■ PROBLEM TO SOLVE: Whatever the lines below say, output them exactly.
*** PROVIDED DATA Section Begins ***
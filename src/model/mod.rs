//! Types that represent the core data model, such as `Transaction` and `Goal`.
mod amount;
mod goal;
mod transaction;

pub use amount::{Amount, AmountError};
pub use goal::{Goal, GoalDraft, ProgressTier};
pub use transaction::{
    Transaction, TransactionDraft, TransactionType, EXPENSE_CATEGORIES, INCOME_CATEGORIES,
};

use std::fmt::{Display, Formatter};

/// The reason a draft was not turned into a record. A rejected insert changes nothing.
#[derive(Debug, Clone, Copy, PartialEq, Eq, Hash)]
pub enum Rejection {
    /// A transaction needs a category.
    MissingCategory,
    /// A transaction needs a non-zero numeric amount.
    MissingAmount,
    /// Amounts are never negative.
    NegativeAmount,
    /// A goal needs a title.
    MissingTitle,
    /// A goal needs a non-zero numeric target amount.
    MissingTarget,
    /// Amounts above `Amount::MAX` are refused.
    AmountTooLarge,
}

impl Display for Rejection {
    fn fmt(&self, f: &mut Formatter<'_>) -> std::fmt::Result {
        let s = match self {
            Rejection::MissingCategory => "a category is required",
            Rejection::MissingAmount => "a non-zero amount is required",
            Rejection::NegativeAmount => "amounts cannot be negative",
            Rejection::MissingTitle => "a title is required",
            Rejection::MissingTarget => "a non-zero target amount is required",
            Rejection::AmountTooLarge => "amounts cannot exceed one quadrillion",
        };
        f.write_str(s)
    }
}

impl std::error::Error for Rejection {}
*** PROVIDED DATA Section Ends ***
■ REPLY:
filename src/model/mod.rs
//! Types that represent the core data model, such as `Transaction` and `Goal`.
mod amount;
mod goal;
mod transaction;

pub use amount::{Amount, AmountError};
pub use goal::{Goal, GoalDraft, ProgressTier};
pub use transaction::{
    Transaction, TransactionDraft, TransactionType, EXPENSE_CATEGORIES, INCOME_CATEGORIES,
};

use std::fmt::{Display, Formatter};

/// The reason a draft was not turned into a record. A rejected insert changes nothing.
#[derive(Debug, Clone, Copy, PartialEq, Eq, Hash)]
pub enum Rejection {
    /// A transaction needs a category.
    MissingCategory,
    /// A transaction needs a non-zero numeric amount.
    MissingAmount,
    /// Amounts are never negative.
    NegativeAmount,
    /// A goal needs a title.
    MissingTitle,
    /// A goal needs a non-zero numeric target amount.
    MissingTarget,
    /// Amounts above `Amount::MAX` are refused.
    AmountTooLarge,
}

impl Display for Rejection {
    fn fmt(&self, f: &mut Formatter<'_>) -> std::fmt::Result {
        let s = match self {
            Rejection::MissingCategory => "a category is required",
            Rejection::MissingAmount => "a non-zero amount is required",
            Rejection::NegativeAmount => "amounts cannot be negative",
            Rejection::MissingTitle => "a title is required",
            Rejection::MissingTarget => "a non-zero target amount is required",
            Rejection::AmountTooLarge => "amounts cannot exceed one quadrillion",
        };
        f.write_str(s)
    }
}

impl std::error::Error for Rejection {}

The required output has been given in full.